Kalp çarpıntısı, Ablasyon yöntemi ile tedavi ediliyor

Kalp çarpıntısı, Ablasyon yöntemi ile tedavi ediliyor

06.05.2017 13:18:01

Kalp atışlarının hızlanması, düzeninin bozulması veya nadiren yavaşlaması durumlarında hissedilen çarpıntı (ritim bozukluğu) şikayeti artık sadece yaşlılarda değil, çocuklarda ve hatta bebeklerde dahi görülüyor. Kalp çarpıntısının yakılarak veya dondurularak tedavi edilme yöntemi olan “ablasyon”, her yaştaki hastaya rahatlıkla uygulanabiliyor.

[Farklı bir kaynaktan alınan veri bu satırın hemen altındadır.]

// ==========================================
// IGU 回收碳排放评估 - 运输领域模型
// ==========================================
// 职责: 坐标、路线键、已决运输段、运输方式配置
// 红线: 路线键为封闭集合; 距离不得为负
// ==========================================

use crate::domain::error::{DomainError, DomainResult};
use crate::domain::types::TransportMode;
use serde::{Deserialize, Serialize};
use std::collections::BTreeMap;
use std::fmt;
use std::str::FromStr;

// ==========================================
// Location - 经纬度
// ==========================================
#[derive(Debug, Clone, Copy, PartialEq, Serialize, Deserialize)]
pub struct Location {
    pub lat: f64,
    pub lon: f64,
}

impl Location {
    pub fn new(lat: f64, lon: f64) -> DomainResult<Self> {
        if !(-90.0..=90.0).contains(&lat) || !(-180.0..=180.0).contains(&lon) {
            return Err(DomainError::InvalidLocation { lat, lon });
        }
        Ok(Self { lat, lon })
    }
}

// ==========================================
// RouteKey - 路线键
// ==========================================
#[derive(Debug, Clone, Copy, PartialEq, Eq, PartialOrd, Ord, Hash, Serialize, Deserialize)]
#[serde(rename_all = "snake_case")]
pub enum RouteKey {
    OriginToProcessor,
    ProcessorToReuse,
    ProcessorToRecycling,
    ProcessorToGlasswool,
    ProcessorToContainer,
    OriginToLandfill,
    ProcessorToLandfill,
}

impl RouteKey {
    pub const ALL: [RouteKey; 7] = [
        RouteKey::OriginToProcessor,
        RouteKey::ProcessorToReuse,
        RouteKey::ProcessorToRecycling,
        RouteKey::ProcessorToGlasswool,
        RouteKey::ProcessorToContainer,
        RouteKey::OriginToLandfill,
        RouteKey::ProcessorToLandfill,
    ];

    pub fn as_str(&self) -> &'static str {
        match self {
            RouteKey::OriginToProcessor => "origin_to_processor",
            RouteKey::ProcessorToReuse => "processor_to_reuse",
            RouteKey::ProcessorToRecycling => "processor_to_recycling",
            RouteKey::ProcessorToGlasswool => "processor_to_glasswool",
            RouteKey::ProcessorToContainer => "processor_to_container",
            RouteKey::OriginToLandfill => "origin_to_landfill",
            RouteKey::ProcessorToLandfill => "processor_to_landfill",
        }
    }
}

impl fmt::Display for RouteKey {
    fn fmt(&self, f: &mut fmt::Formatter<'_>) -> fmt::Result {
        write!(f, "{}", self.as_str())
    }
}

impl FromStr for RouteKey {
    type Err = DomainError;

    fn from_str(s: &str) -> Result<Self, Self::Err> {
        let key = s.trim().to_lowercase();
        RouteKey::ALL
            .into_iter()
            .find(|k| k.as_str() == key)
            .ok_or_else(|| DomainError::unrecognized("route_key", s))
    }
}

// ==========================================
// RouteConfig - 已决运输段
// ==========================================
#[derive(Debug, Clone, Copy, PartialEq, Serialize, Deserialize)]
pub struct RouteConfig {
    pub mode: TransportMode,
    pub truck_km: f64,
    pub ferry_km: f64,
}

impl RouteConfig {
    pub fn new(mode: TransportMode, truck_km: f64, ferry_km: f64) -> DomainResult<Self> {
        for (field, value) in [("truck_km", truck_km), ("ferry_km", ferry_km)] {
            if value < 0.0 || !value.is_finite() {
                return Err(DomainError::out_of_range(field, value, 0.0, f64::MAX));
            }
        }
        Ok(Self {
            mode,
            truck_km,
            ferry_km,
        })
    }

    /// 仅公路段
    pub fn road(truck_km: f64) -> DomainResult<Self> {
        Self::new(TransportMode::Road, truck_km, 0.0)
    }

    /// 计费轮渡距离; 纯公路路线的轮渡距离不计
    pub fn billed_ferry_km(&self) -> f64 {
        match self.mode {
            TransportMode::RoadFerry => self.ferry_km,
            TransportMode::Road => 0.0,
        }
    }

    pub fn total_km(&self) -> f64 {
        self.truck_km + self.billed_ferry_km()
    }
}

// ==========================================
// RouteRegistry - 路线注册表
// ==========================================
#[derive(Debug, Clone, Default, PartialEq, Serialize, Deserialize)]
#[serde(transparent)]
pub struct RouteRegistry(BTreeMap<RouteKey, RouteConfig>);

impl RouteRegistry {
    pub fn new() -> Self {
        Self::default()
    }

    pub fn insert(&mut self, key: RouteKey, route: RouteConfig) -> Option<RouteConfig> {
        self.0.insert(key, route)
    }

    pub fn get(&self, key: RouteKey) -> Option<&RouteConfig> {
        self.0.get(&key)
    }

    pub fn contains(&self, key: RouteKey) -> bool {
        self.0.contains_key(&key)
    }

    pub fn len(&self) -> usize {
        self.0.len()
    }

    pub fn is_empty(&self) -> bool {
        self.0.is_empty()
    }

    pub fn iter(&self) -> impl Iterator<Item = (&RouteKey, &RouteConfig)> {
        self.0.iter()
    }

    /// 以 `other` 覆盖同键条目
    pub fn merge(&mut self, other: RouteRegistry) {
        self.0.extend(other.0);
    }
}

impl FromIterator<(RouteKey, RouteConfig)> for RouteRegistry {
    fn from_iter<I: IntoIterator<Item = (RouteKey, RouteConfig)>>(iter: I) -> Self {
        Self(iter.into_iter().collect())
    }
}

// ==========================================
// TransportModeConfig - 运输方式配置
// ==========================================
#[derive(Debug, Clone, PartialEq, Serialize, Deserialize)]
pub struct TransportModeConfig {
    // ===== 地点 =====
    pub origin: Location,
    pub processor: Location,
    pub reuse: Location,
    pub landfill: Option<Location>,

    // ===== 排放因子 (kgCO2e / t·km) =====
    pub emissionfactor_truck: f64,
    pub emissionfactor_ferry: f64,
    pub backhaul_factor: f64,

    // ===== 分段距离覆盖 (km) =====
    pub override_a_truck_km: Option<f64>,
    pub override_a_ferry_km: Option<f64>,
    pub override_b_truck_km: Option<f64>,
    pub override_b_ferry_km: Option<f64>,

    // ===== 同点回退距离 (km) =====
    pub fallback_a_km: f64,
    pub fallback_b_km: f64,
}

impl TransportModeConfig {
    pub fn validate(&self) -> DomainResult<()> {
        if self.backhaul_factor < 1.0 {
            return Err(DomainError::out_of_range(
                "backhaul_factor",
                self.backhaul_factor,
                1.0,
                f64::MAX,
            ));
        }
        for (field, value) in [
            ("emissionfactor_truck", self.emissionfactor_truck),
            ("emissionfactor_ferry", self.emissionfactor_ferry),
        ] {
            if value < 0.0 {
                return Err(DomainError::out_of_range(field, value, 0.0, f64::MAX));
            }
        }
        Ok(())
    }
}

#[cfg(test)]
mod tests {
    use super::*;

    #[test]
    fn test_location_bounds() {
        assert!(Location::new(51.5, -0.12).is_ok());
        assert!(Location::new(91.0, 0.0).is_err());
        assert!(Location::new(0.0, -181.0).is_err());
    }

    #[test]
    fn test_route_config_rejects_negative() {
        assert!(RouteConfig::road(-1.0).is_err());
        let r = RouteConfig::new(TransportMode::RoadFerry, 120.0, 30.0).unwrap();
        assert_eq!(r.total_km(), 150.0);
    }

    #[test]
    fn test_road_route_ignores_ferry_distance() {
        let r = RouteConfig::new(TransportMode::Road, 100.0, 50.0).unwrap();
        assert_eq!(r.billed_ferry_km(), 0.0);
        assert_eq!(r.total_km(), 100.0);
    }

    #[test]
    fn test_route_key_parse() {
        assert_eq!(
            "processor_to_landfill".parse::<RouteKey>().unwrap(),
            RouteKey::ProcessorToLandfill
        );
        assert!("origin_to_moon".parse::<RouteKey>().is_err());
    }

    #[test]
    fn test_registry_merge_prefers_incoming() {
        let mut base: RouteRegistry = [
            (RouteKey::OriginToProcessor, RouteConfig::road(100.0).unwrap()),
            (RouteKey::ProcessorToReuse, RouteConfig::road(80.0).unwrap()),
        ]
        .into_iter()
        .collect();
        let loaded: RouteRegistry =
            [(RouteKey::OriginToProcessor, RouteConfig::road(42.0).unwrap())]
                .into_iter()
                .collect();

        base.merge(loaded);
        assert_eq!(base.len(), 2);
        assert_eq!(base.get(RouteKey::OriginToProcessor).unwrap().truck_km, 42.0);
    }
}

Stres, sağlıksız beslenme, hareketsizlik, fazla miktarda kafein içerikli içecekler tüketmek gibi sebeplerle ortaya çıkan kalp çarpıntısı, kalp hızının yüksek, düşük ya da düzensiz olduğu durumlarda kendisini gösteriyor. Genellikle kalp ritmiyle ilgili bir hastalığın ilk sinyalini veren çarpıntı, kimi zaman da ritim sorunları dışındaki yapısal kalp hastalıklarına işaret edebiliyor.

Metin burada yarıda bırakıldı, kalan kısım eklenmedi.